[Information shown Boundary: Start]
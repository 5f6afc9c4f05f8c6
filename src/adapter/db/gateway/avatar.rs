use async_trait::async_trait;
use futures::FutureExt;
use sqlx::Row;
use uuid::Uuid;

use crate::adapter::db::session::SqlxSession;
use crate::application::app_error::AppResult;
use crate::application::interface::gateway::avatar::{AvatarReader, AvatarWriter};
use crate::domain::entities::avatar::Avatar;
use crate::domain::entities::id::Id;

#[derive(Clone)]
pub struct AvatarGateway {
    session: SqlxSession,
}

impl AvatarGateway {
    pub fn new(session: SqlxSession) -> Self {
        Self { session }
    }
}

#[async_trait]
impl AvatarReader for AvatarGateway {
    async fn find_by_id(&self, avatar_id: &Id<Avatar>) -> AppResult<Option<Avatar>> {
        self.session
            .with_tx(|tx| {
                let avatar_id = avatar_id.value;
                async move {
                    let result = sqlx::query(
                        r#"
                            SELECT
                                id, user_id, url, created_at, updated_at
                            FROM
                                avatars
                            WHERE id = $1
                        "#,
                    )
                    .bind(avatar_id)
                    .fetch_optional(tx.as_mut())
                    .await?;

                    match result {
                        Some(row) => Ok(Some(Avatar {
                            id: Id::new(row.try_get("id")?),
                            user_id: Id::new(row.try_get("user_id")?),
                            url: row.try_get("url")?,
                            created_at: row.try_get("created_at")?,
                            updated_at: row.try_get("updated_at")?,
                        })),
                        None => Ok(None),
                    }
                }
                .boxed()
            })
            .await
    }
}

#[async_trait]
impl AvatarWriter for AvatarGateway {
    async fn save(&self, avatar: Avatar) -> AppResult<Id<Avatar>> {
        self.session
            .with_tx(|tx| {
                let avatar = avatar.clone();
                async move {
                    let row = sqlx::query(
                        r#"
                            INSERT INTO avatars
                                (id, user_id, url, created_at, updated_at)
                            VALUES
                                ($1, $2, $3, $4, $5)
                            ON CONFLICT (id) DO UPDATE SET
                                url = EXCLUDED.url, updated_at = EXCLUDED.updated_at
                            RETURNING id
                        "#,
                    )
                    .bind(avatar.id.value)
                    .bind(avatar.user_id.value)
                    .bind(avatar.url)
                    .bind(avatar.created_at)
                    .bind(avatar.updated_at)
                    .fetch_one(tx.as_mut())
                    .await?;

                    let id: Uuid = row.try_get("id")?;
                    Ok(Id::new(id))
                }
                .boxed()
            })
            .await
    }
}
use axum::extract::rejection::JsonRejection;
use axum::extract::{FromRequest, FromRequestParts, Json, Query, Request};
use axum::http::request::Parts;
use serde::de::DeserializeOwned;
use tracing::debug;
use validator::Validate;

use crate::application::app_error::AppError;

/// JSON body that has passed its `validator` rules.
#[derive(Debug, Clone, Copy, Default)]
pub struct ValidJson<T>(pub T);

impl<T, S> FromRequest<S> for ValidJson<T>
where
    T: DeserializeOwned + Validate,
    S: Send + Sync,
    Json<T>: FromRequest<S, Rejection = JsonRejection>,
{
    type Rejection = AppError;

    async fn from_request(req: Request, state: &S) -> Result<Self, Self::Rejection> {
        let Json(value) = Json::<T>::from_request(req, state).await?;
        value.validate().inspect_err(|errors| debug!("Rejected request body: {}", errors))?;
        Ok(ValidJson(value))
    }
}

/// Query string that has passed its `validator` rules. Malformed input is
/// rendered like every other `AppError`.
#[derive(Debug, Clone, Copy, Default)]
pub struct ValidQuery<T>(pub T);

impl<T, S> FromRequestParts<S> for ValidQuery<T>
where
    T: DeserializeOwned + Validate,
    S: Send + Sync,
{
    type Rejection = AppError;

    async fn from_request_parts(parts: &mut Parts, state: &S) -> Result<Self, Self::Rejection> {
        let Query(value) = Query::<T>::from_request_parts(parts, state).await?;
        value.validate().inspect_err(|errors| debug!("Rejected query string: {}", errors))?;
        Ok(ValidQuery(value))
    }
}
[Information shown Boundary: End]
[Information shown Boundary: Start]
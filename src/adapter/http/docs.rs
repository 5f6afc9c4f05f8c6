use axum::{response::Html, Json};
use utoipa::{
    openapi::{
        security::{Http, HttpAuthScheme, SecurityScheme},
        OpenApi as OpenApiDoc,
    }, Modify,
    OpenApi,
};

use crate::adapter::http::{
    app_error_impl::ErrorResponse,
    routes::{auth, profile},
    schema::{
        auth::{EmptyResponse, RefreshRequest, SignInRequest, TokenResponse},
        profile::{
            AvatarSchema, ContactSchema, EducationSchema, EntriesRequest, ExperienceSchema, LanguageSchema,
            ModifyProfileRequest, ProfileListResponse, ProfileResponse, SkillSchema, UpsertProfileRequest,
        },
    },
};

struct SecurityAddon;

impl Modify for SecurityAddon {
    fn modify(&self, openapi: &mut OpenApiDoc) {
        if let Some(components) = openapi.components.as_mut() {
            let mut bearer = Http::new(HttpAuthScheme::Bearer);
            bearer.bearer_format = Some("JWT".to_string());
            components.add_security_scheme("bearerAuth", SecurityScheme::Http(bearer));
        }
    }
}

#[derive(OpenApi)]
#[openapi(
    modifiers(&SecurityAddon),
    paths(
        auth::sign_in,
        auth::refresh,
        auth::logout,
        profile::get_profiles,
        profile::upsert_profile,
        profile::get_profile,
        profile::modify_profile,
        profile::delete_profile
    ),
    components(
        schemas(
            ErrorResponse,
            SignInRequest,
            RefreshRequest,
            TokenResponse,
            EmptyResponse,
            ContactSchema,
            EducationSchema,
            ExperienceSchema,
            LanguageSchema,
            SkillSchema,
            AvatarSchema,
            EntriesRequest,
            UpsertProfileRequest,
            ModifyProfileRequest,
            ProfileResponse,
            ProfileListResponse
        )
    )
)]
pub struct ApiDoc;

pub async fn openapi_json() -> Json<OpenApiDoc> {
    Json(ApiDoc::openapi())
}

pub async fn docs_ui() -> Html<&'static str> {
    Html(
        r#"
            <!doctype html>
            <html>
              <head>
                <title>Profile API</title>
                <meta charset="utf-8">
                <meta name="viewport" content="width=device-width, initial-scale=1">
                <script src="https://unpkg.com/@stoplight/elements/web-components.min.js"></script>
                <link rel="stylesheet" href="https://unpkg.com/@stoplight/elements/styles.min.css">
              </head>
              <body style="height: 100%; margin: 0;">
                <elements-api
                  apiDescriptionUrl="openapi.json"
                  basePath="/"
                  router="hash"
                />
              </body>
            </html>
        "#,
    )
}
[Information shown Boundary: End]
## [Work required]
All lines above containing the string "passed": copy each one.

## [Answer to the problem]
/// JSON body that has passed its `validator` rules.
/// Query string that has passed its `validator` rules. Malformed input is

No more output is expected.